Supplied records —
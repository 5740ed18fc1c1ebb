//! Cron — fires the daily broadcast on a schedule.
//!
//! [`ScheduleSpec`] says when; [`service::BroadcastScheduler`] is the
//! component that sleeps until then and runs the broadcast. Wall-clock
//! schedules are evaluated in UTC.

pub mod service;

use std::time::Duration;

use chrono::{DateTime, Days, NaiveTime, Utc};

pub use service::BroadcastScheduler;

/// Upper bound on interval schedules (about ten years).
const MAX_INTERVAL_SECS: u64 = 10 * 366 * 24 * 3600;

/// Longest single sleep toward a wall-clock target. The clock is re-read
/// after every slice, so clock steps and suspend/resume shift a daily fire by
/// at most this much.
pub const MAX_SLEEP_SLICE: Duration = Duration::from_secs(60);

#[derive(Debug, Clone, Copy, PartialEq, Eq)]
pub enum ScheduleSpec {
    /// Fire every `every_secs` seconds, first fire one interval after start.
    Interval { every_secs: u64 },
    /// Fire once a day at `hour:minute` UTC.
    Daily { hour: u32, minute: u32 },
}

impl ScheduleSpec {
    /// Next fire time strictly after `now`.
    pub fn next_fire(&self, now: DateTime<Utc>) -> DateTime<Utc> {
        match *self {
            ScheduleSpec::Interval { every_secs } => {
                let secs = every_secs.clamp(1, MAX_INTERVAL_SECS) as i64;
                now + chrono::Duration::seconds(secs)
            }
            ScheduleSpec::Daily { hour, minute } => {
                let at = NaiveTime::from_hms_opt(hour, minute, 0).unwrap_or(NaiveTime::MIN);
                let today = now.date_naive().and_time(at).and_utc();
                if today > now {
                    today
                } else {
                    now.date_naive()
                        .checked_add_days(Days::new(1))
                        .map(|d| d.and_time(at).and_utc())
                        .unwrap_or(today)
                }
            }
        }
    }

    /// How long to sleep from `now` until the next fire.
    pub fn delay_from(&self, now: DateTime<Utc>) -> Duration {
        (self.next_fire(now) - now).to_std().unwrap_or(Duration::ZERO)
    }
}

/// Next sleep toward `target`, capped at [`MAX_SLEEP_SLICE`]. `None` once
/// `now` has reached the target.
pub fn sleep_slice(target: DateTime<Utc>, now: DateTime<Utc>) -> Option<Duration> {
    if now >= target {
        return None;
    }
    let left = (target - now).to_std().unwrap_or(Duration::ZERO);
    Some(left.min(MAX_SLEEP_SLICE))
}

#[cfg(test)]
mod tests {
    use super::*;
    use chrono::TimeZone;

    fn at(h: u32, m: u32, s: u32) -> DateTime<Utc> {
        Utc.with_ymd_and_hms(2024, 3, 10, h, m, s).unwrap()
    }

    #[test]
    fn daily_later_today() {
        let spec = ScheduleSpec::Daily { hour: 9, minute: 0 };
        assert_eq!(spec.next_fire(at(8, 59, 30)), at(9, 0, 0));
        assert_eq!(spec.delay_from(at(8, 59, 30)), Duration::from_secs(30));
    }

    #[test]
    fn daily_rolls_to_tomorrow() {
        let spec = ScheduleSpec::Daily { hour: 9, minute: 0 };
        let tomorrow = Utc.with_ymd_and_hms(2024, 3, 11, 9, 0, 0).unwrap();
        assert_eq!(spec.next_fire(at(9, 0, 0)), tomorrow);
        assert_eq!(spec.next_fire(at(23, 30, 0)), tomorrow);
    }

    #[test]
    fn daily_crosses_month_end() {
        let spec = ScheduleSpec::Daily { hour: 0, minute: 15 };
        let now = Utc.with_ymd_and_hms(2024, 2, 29, 12, 0, 0).unwrap();
        assert_eq!(spec.next_fire(now), Utc.with_ymd_and_hms(2024, 3, 1, 0, 15, 0).unwrap());
    }

    #[test]
    fn sleep_slice_caps_long_waits() {
        assert_eq!(sleep_slice(at(9, 0, 0), at(8, 0, 0)), Some(MAX_SLEEP_SLICE));
        assert_eq!(sleep_slice(at(9, 0, 0), at(8, 59, 45)), Some(Duration::from_secs(15)));
    }

    #[test]
    fn sleep_slice_due_at_or_after_target() {
        assert_eq!(sleep_slice(at(9, 0, 0), at(9, 0, 0)), None);
        // Clock stepped forward past the target while asleep.
        assert_eq!(sleep_slice(at(9, 0, 0), at(11, 30, 0)), None);
    }

    #[test]
    fn sleep_slice_after_clock_steps_back() {
        // Target fixed before the step; the remaining wait grows again but
        // stays capped, so the fire still lands on the wall-clock target.
        let target = at(9, 0, 0);
        assert_eq!(sleep_slice(target, at(8, 59, 50)), Some(Duration::from_secs(10)));
        assert_eq!(sleep_slice(target, at(7, 0, 0)), Some(MAX_SLEEP_SLICE));
    }

    #[test]
    fn interval_adds_period() {
        let spec = ScheduleSpec::Interval { every_secs: 90 };
        assert_eq!(spec.next_fire(at(10, 0, 0)), at(10, 1, 30));
        assert_eq!(spec.delay_from(at(10, 0, 0)), Duration::from_secs(90));
    }
}
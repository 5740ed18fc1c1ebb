//! Logging initialisation via tracing-subscriber.
//!
//! Call [`init`] once at startup, after the effective level is resolved.

use tracing::level_filters::LevelFilter;
use tracing_subscriber::EnvFilter;

use crate::error::AppError;

/// Initialise the global tracing subscriber (stderr, fmt layer).
///
/// `level` accepts standard level strings or full `EnvFilter` directives.
///
/// If `prefer_level` is `true`, `level` takes precedence and `RUST_LOG` is only
/// used as a fallback when `level` is invalid. If `prefer_level` is `false`,
/// `RUST_LOG` takes precedence and `level` is the fallback.
pub fn init(level: &str, prefer_level: bool) -> Result<(), AppError> {
    let filter = if prefer_level {
        match EnvFilter::try_new(level) {
            Ok(filter) => filter,
            Err(level_err) => EnvFilter::try_from_default_env().map_err(|env_err| {
                AppError::Logger(format!(
                    "invalid log level '{level}': {level_err}; RUST_LOG parse failed: {env_err}"
                ))
            })?,
        }
    } else {
        EnvFilter::try_from_default_env()
            .or_else(|_| EnvFilter::try_new(level))
            .map_err(|e| AppError::Logger(format!("invalid log level '{level}': {e}")))?
    };

    tracing_subscriber::fmt()
        .with_env_filter(filter)
        .with_writer(std::io::stderr)
        .try_init()
        .map_err(|e| AppError::Logger(format!("failed to set subscriber: {e}")))?;

    Ok(())
}

/// Parse a log level string into a [`LevelFilter`], returning an error on
/// unrecognised values. Validates `[bot] log_level` at config load.
pub fn parse_level(level: &str) -> Result<LevelFilter, AppError> {
    if level.is_empty() {
        return Err(AppError::Logger("log level must not be empty".into()));
    }
    level
        .parse::<LevelFilter>()
        .map_err(|_| AppError::Logger(format!("unrecognised log level: '{level}'")))
}

#[cfg(test)]
mod tests {
    use super::*;

    #[test]
    fn valid_levels_parse() {
        for l in &["error", "warn", "info", "debug", "trace", "off"] {
            assert!(parse_level(l).is_ok(), "expected '{l}' to be valid");
        }
    }

    #[test]
    fn invalid_level_errors() {
        assert!(parse_level("verbose").is_err());
        assert!(parse_level("").is_err());
        assert!(parse_level("INFO_LEVEL").is_err());
    }

    #[test]
    fn init_info_succeeds_or_already_init() {
        // May already be set by a prior test in the same process; both outcomes are fine.
        match init("info", false) {
            Ok(()) => {}
            Err(AppError::Logger(msg)) if msg.contains("set subscriber") => {}
            Err(e) => panic!("unexpected error: {e}"),
        }
    }
}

Exercise goal —
Check each line of the material for the word "unrecognised". Copy the ones that have it.

Output below —
/// unrecognised values. Validates `[bot] log_level` at config load.
        .map_err(|_| AppError::Logger(format!("unrecognised log level: '{level}'")))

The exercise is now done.